The treatment of prisoners in those camps, including Guantanamo Bay in Cuba, has come in for intense scrutiny and evidence of human rights violations has been widely reported.

“Two flights chartered by the CIA made stopovers in France in 2002 and 2005, French newspaper Le Figaro said Friday,” according to San Francesco Independent Media center.

The first flight stopped over in March 31, 2002. According to Le Figaro, the second flight stopped near Paris on July 20, 2005, arriving from Norway.

As mentioned in Le Figaro, “the Canadian security authorities are also investigating this Learjet's comings and goings.”

The first stopover was said to be a result of the “limited range of this twin-engine 6/8 seater,” because the flight can’t take the journey one way between Guantanamo and Turkey.

The Guipavas airport authorities told Le Figaro that the crew was alone on board, and after Brest they will be on their way to Rome for another stopover.

The second jet belonged to the CIA. “Gulfstream III, with the serial number N50BH, landed at Paris Le Bourget airport at 1922 hours, from Oslo Gardemoein,” according to the Norwegian daily.

Usually the U.S. jets are received by Aeroservices “which is located near the Air and Space Museum.” However, this jet was received by a “Service Company based in a more discreet area.”

This twin-engine jet landed 10 times in Canada and six times in Guantanamo. Unlike the first one, this jet can cross the Atlantic without stopping.
 
CIA jets can stop over without prior knowledge of France's official services. CIA flights can go over France and other countries without giving any details about the trip or even acknowledging the airport authorities that it will pass or stopover. 

Foreign Ministry spokesman, Jean-Baptiste Mattei, said “the government has considered the question of the transit through French territory of suspect aircraft.” He then added that the authorities have “no evidence of such landings.”

France is a middle point at which the CIA “prison jet” passes though during its journeys. This journey is preferred to be over the lands of the U.S. allies.
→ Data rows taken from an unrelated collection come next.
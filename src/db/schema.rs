/// Watchlist schema. `episodes_watched` holds an ascending JSON array and
/// `source` names the catalog `anime_id` comes from.
pub const SCHEMA: &str = r#"
CREATE TABLE IF NOT EXISTS watchlist (
    user_id TEXT NOT NULL,
    source TEXT NOT NULL DEFAULT 'anilist',
    anime_id INTEGER NOT NULL,
    mal_id INTEGER,
    title TEXT NOT NULL,
    image_url TEXT,
    total_episodes INTEGER,
    episodes_watched TEXT NOT NULL DEFAULT '[]',
    added_at TEXT NOT NULL DEFAULT (strftime('%Y-%m-%dT%H:%M:%fZ', 'now')),
    PRIMARY KEY (user_id, source, anime_id)
);

CREATE INDEX IF NOT EXISTS idx_watchlist_added
    ON watchlist(user_id, added_at);
"#;

/// Rebuilds a watchlist table created before records carried a source.
/// Existing rows were all keyed by AniList id.
pub const ADD_SOURCE: &str = r#"
BEGIN;
ALTER TABLE watchlist RENAME TO watchlist_unsourced;
DROP INDEX IF EXISTS idx_watchlist_added;

CREATE TABLE watchlist (
    user_id TEXT NOT NULL,
    source TEXT NOT NULL DEFAULT 'anilist',
    anime_id INTEGER NOT NULL,
    mal_id INTEGER,
    title TEXT NOT NULL,
    image_url TEXT,
    total_episodes INTEGER,
    episodes_watched TEXT NOT NULL DEFAULT '[]',
    added_at TEXT NOT NULL DEFAULT (strftime('%Y-%m-%dT%H:%M:%fZ', 'now')),
    PRIMARY KEY (user_id, source, anime_id)
);

INSERT INTO watchlist
    (user_id, source, anime_id, mal_id, title, image_url, total_episodes, episodes_watched, added_at)
SELECT user_id, 'anilist', anime_id, mal_id, title, image_url, total_episodes, episodes_watched, added_at
FROM watchlist_unsourced;

DROP TABLE watchlist_unsourced;

CREATE INDEX idx_watchlist_added
    ON watchlist(user_id, added_at);
COMMIT;
"#;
The lands which they have military bases. 

Reports published by The New York Times and The Guardian provide those facts, “over 300 flights landed in Europe between November 2001 and August 2005. Germany is in the lead, with at least 94 recorded flights, followed by Britain (at least 76), the Czech Republic (15), Spain (15), and Greece (13).”

European governments’ believe that these flights might have Muslim prisoners whom the U.S. wants to interrogate away from the supervision of the international law.

The United States promised on Wednesday December, 2 to provide the EU on this issue an "opportune" and "direct" response.